While public health education to train public health
professionals and managers is on the increase the public health system lacks a
strategy to rein them into the public health system. The latter is still
obsessed with medical doctors becoming public health managers. This needs to be
separated as roles in the public health system. Medical doctors must largely
play clinical and related roles and leave program management to trained public
health managers. This is presently a huge gap and would need considerable
investment. Without such investment it would be difficult to set up a universal
access healthcare system.
Quality,
Management and Governance
The quality of healthcare delivery critically depends on the
knowledge and skills of the human resources. Apart from the deficit in
infrastructure, supplies etc. the quality deficit is also significantly due to
poor knowledge and inadequate skills provided during medical education. The
latter results in poor confidence levels and consequently affects quality of
care. As suggested above integration of medical and nursing education with
service delivery across various levels will expand the canvass of the trainee
and provide and exposure and experience which will help build the needed
confidence and consequently improved quality of care. Further
post-medical/nursing education CMEs become critical for knowledge and skill
upgradation and hence quality.
Another major challenge is the management and governance
structure of the public health system. The present bureaucratic method of
functioning and management is not conducive to the health professional/workers
environment. It impedes their efficiency, quality and effectiveness and
curtails their autonomy and role in planning and decision-making. Each health
institution should be managed and governed autonomously so that those working
in these institutions, who are grounded there and understand the local
realities, are able to independently take decisions which would make them
responsible and have a stake in the system.
Ethics and
Accountability
Medical practice deals with human lives directly and hence
value systems by which the medical professionals function have to be clear and
transparent. Thus inculcation of ethical values is integral to the health
profession. This is presently very weak and a huge challenge both during their
education and training as well as in their practice. Atleast in the public
health system there are some rules and regulations and norms which impinge
positively on such values but in the private sector due to commercialization of
medical practice there is a complete absence of ethics. Thus orientation into
ethical values is the cornerstone for making medical practice rational,
malpractice-free and responsible. Ethics education has to be both a central
part of medical curricular as well as of CME and this would require setting up
of an independent mechanism to assure this.

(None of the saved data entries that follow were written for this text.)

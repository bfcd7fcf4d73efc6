// src/core/wal/mod.rs

pub mod codec;
pub mod log_record;
pub mod log_tail;

pub use log_record::{ActiveTransactionInfo, DirtyPageInfo, LogRecord, TxStatus};
pub use log_tail::LogTail;
//! Line-oriented log record codec.
//!
//! Each record serializes to exactly one line of JSON whose first key is the
//! kind discriminator, followed by `lsn`, `prev_lsn`, `tx_id`, then the
//! kind-specific fields; page images travel as base64. The persisted log is
//! a newline-separated sequence of such lines, and the parser is the exact
//! inverse of the serializer: `parse_record(serialize_record(r)) == r` for
//! every record and `serialize_record(parse_record(s)) == s` for every
//! codec-produced line.

use crate::core::common::errors::LogError;
use crate::core::wal::log_record::LogRecord;

/// Render one record to its canonical single-line form. The output contains
/// no embedded newlines.
pub fn serialize_record(record: &LogRecord) -> Result<String, LogError> {
    serde_json::to_string(record).map_err(|e| LogError::Serialization(e.to_string()))
}

/// Parse one line into a record.
pub fn parse_record(line: &str) -> Result<LogRecord, LogError> {
    serde_json::from_str(line).map_err(|e| LogError::MalformedRecord(e.to_string()))
}

/// Parse a whole persisted log. Blank lines (including the trailing newline
/// most engines append) are skipped; a failing line is reported with its
/// 1-based position.
pub fn parse_log(text: &str) -> Result<Vec<LogRecord>, LogError> {
    let mut records = Vec::new();
    for (idx, line) in text.lines().enumerate() {
        if line.trim().is_empty() {
            continue;
        }
        let record = parse_record(line)
            .map_err(|e| LogError::MalformedRecord(format!("line {}: {e}", idx + 1)))?;
        records.push(record);
    }
    Ok(records)
}
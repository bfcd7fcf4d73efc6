pub mod common;
pub mod log_manager;
pub mod recovery; // ARIES analysis/redo/undo
pub mod storage;
pub mod wal;
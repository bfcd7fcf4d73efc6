// Consider using the 'thiserror' crate if it simplifies things.
// For now, a manual definition:

/// Errors surfaced by the log manager.
#[derive(Debug, Clone, PartialEq, Eq)]
pub enum LogError {
    /// The log codec could not parse a persisted line. Recovery over a log
    /// containing such a line is unsafe, so this aborts the caller.
    MalformedRecord(String),
    /// A log record could not be rendered to its line form.
    Serialization(String),
    /// The storage engine refused a `page_write` during redo.
    StorageUnavailable(String),
    /// A forward operation or recovery ran before `set_storage_engine`.
    EngineNotSet,
}

impl std::fmt::Display for LogError {
    fn fmt(&self, f: &mut std::fmt::Formatter<'_>) -> std::fmt::Result {
        match self {
            LogError::MalformedRecord(s) => write!(f, "Malformed log record: {s}"),
            LogError::Serialization(s) => write!(f, "Serialization Error: {s}"),
            LogError::StorageUnavailable(s) => write!(f, "Storage Unavailable: {s}"),
            LogError::EngineNotSet => write!(f, "No storage engine bound to the log manager"),
        }
    }
}

impl std::error::Error for LogError {}
//! Undo phase.
//!
//! Rolls back loser transactions by walking their record chains backward
//! from the largest LSN still to undo. Each undone update produces a
//! compensation record whose after-image is the update's before-image and
//! whose `undo_next_lsn` points at the next record of the chain, so a crash
//! during undo never repeats completed compensation. The same machinery
//! serves `abort`, restricted to one transaction.

use std::collections::{BTreeSet, HashMap};

use log::{debug, info, warn};

use crate::core::common::types::{Lsn, TransactionId};
use crate::core::recovery::tables::{DirtyPageTable, TransactionTable};
use crate::core::storage::StorageEngine;
use crate::core::wal::log_record::LogRecord;
use crate::core::wal::log_tail::LogTail;

/// The Undo pass, emitting CLRs and `End` records into the tail.
pub struct UndoPhase<'a> {
    tx_table: &'a mut TransactionTable,
    dirty_page_table: &'a mut DirtyPageTable,
    tail: &'a mut LogTail,
    engine: &'a dyn StorageEngine,
}

impl<'a> UndoPhase<'a> {
    pub fn new(
        tx_table: &'a mut TransactionTable,
        dirty_page_table: &'a mut DirtyPageTable,
        tail: &'a mut LogTail,
        engine: &'a dyn StorageEngine,
    ) -> Self {
        Self { tx_table, dirty_page_table, tail, engine }
    }

    /// Recovery case: roll back every transaction still in progress.
    pub fn run_full(&mut self, log: &[LogRecord]) {
        let to_undo: BTreeSet<Lsn> = self.tx_table.losers().map(|(_, lsn)| lsn).collect();
        info!("undo starting: {} loser transactions", to_undo.len());
        self.run(log, to_undo);
    }

    /// Abort case: roll back a single transaction, starting from the LSN of
    /// its most recent undoable record (the `Abort` record's back link).
    pub fn run_single(&mut self, log: &[LogRecord], seed: Lsn) {
        self.run(log, BTreeSet::from([seed]));
    }

    /// Drain the to-undo set from its maximum. Each iteration either lowers
    /// the maximum or removes a transaction outright, so the loop
    /// terminates.
    ///
    /// A refused `page_write` returns without touching the tables further;
    /// the driver's policy is to re-run recovery, which is idempotent.
    fn run(&mut self, log: &[LogRecord], mut to_undo: BTreeSet<Lsn>) {
        let by_lsn: HashMap<Lsn, &LogRecord> = log.iter().map(|r| (r.lsn(), r)).collect();

        while let Some(lsn) = to_undo.pop_last() {
            let Some(record) = by_lsn.get(&lsn).copied() else {
                warn!("undo skipped lsn {}: no such record in the log", lsn.0);
                continue;
            };

            match record {
                LogRecord::Update {
                    lsn: update_lsn,
                    prev_lsn,
                    tx_id,
                    page_id,
                    offset,
                    before_image,
                    ..
                } => {
                    let clr_lsn = self.engine.next_lsn();
                    self.tail.append(LogRecord::Compensation {
                        lsn: clr_lsn,
                        prev_lsn: self.tx_table.last_lsn(*tx_id),
                        tx_id: *tx_id,
                        page_id: *page_id,
                        offset: *offset,
                        after_image: before_image.clone(),
                        undo_next_lsn: *prev_lsn,
                    });
                    self.tx_table.set_last_lsn(*tx_id, clr_lsn);

                    // The before-image re-dirties state from the original
                    // update onward.
                    self.dirty_page_table.lower_rec_lsn(*page_id, *update_lsn);

                    if !self.engine.page_write(*page_id, *offset, before_image, clr_lsn) {
                        warn!(
                            "undo halted: page_write refused page {} while undoing lsn {}",
                            page_id.0, update_lsn.0
                        );
                        return;
                    }
                    debug!("undid lsn {} with clr {}", update_lsn.0, clr_lsn.0);

                    match prev_lsn {
                        Some(prev) => {
                            to_undo.insert(*prev);
                        }
                        None => self.finish_transaction(*tx_id),
                    }
                }
                LogRecord::Compensation { tx_id, undo_next_lsn, .. } => match undo_next_lsn {
                    Some(next) => {
                        to_undo.insert(*next);
                    }
                    None => self.finish_transaction(*tx_id),
                },
                // A loser whose newest record is its Abort: the rollback
                // itself was interrupted, so resume from the back link.
                LogRecord::Abort { prev_lsn, tx_id, .. } => match prev_lsn {
                    Some(prev) => {
                        to_undo.insert(*prev);
                    }
                    None => self.finish_transaction(*tx_id),
                },
                other => panic!(
                    "undo reached a {} record at lsn {}: corrupt undo chain",
                    other.kind(),
                    other.lsn().0
                ),
            }
        }
    }

    /// The chain is fully compensated: write the `End` and drop the entry.
    fn finish_transaction(&mut self, tx_id: TransactionId) {
        let end_lsn = self.engine.next_lsn();
        self.tail.append(LogRecord::End {
            lsn: end_lsn,
            prev_lsn: self.tx_table.last_lsn(tx_id),
            tx_id,
        });
        self.tx_table.remove(tx_id);
        debug!("transaction {} fully undone, end at lsn {}", tx_id.0, end_lsn.0);
    }
}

Similarly accountability of the public health system and its
workers to the community they serve is very important. This has to be a mutual
system wherein communities support the health workforce in building their
confidence by taking up their issues and challenges with the health
administration, and the health workers act responsibly towards the communities
they serve. The community based monitoring and planning system under NRHM in
Maharashtra is a good example of how community oversight has created a responsible
and accountable healthcare system in the districts where this is working. The
impact has been huge and the confidence of the people in the public health
system has improved significantly and the confidence of the health workers in
serving and being responsible to the communities they serve has increased and
this has helped strengthen the public health system substantially.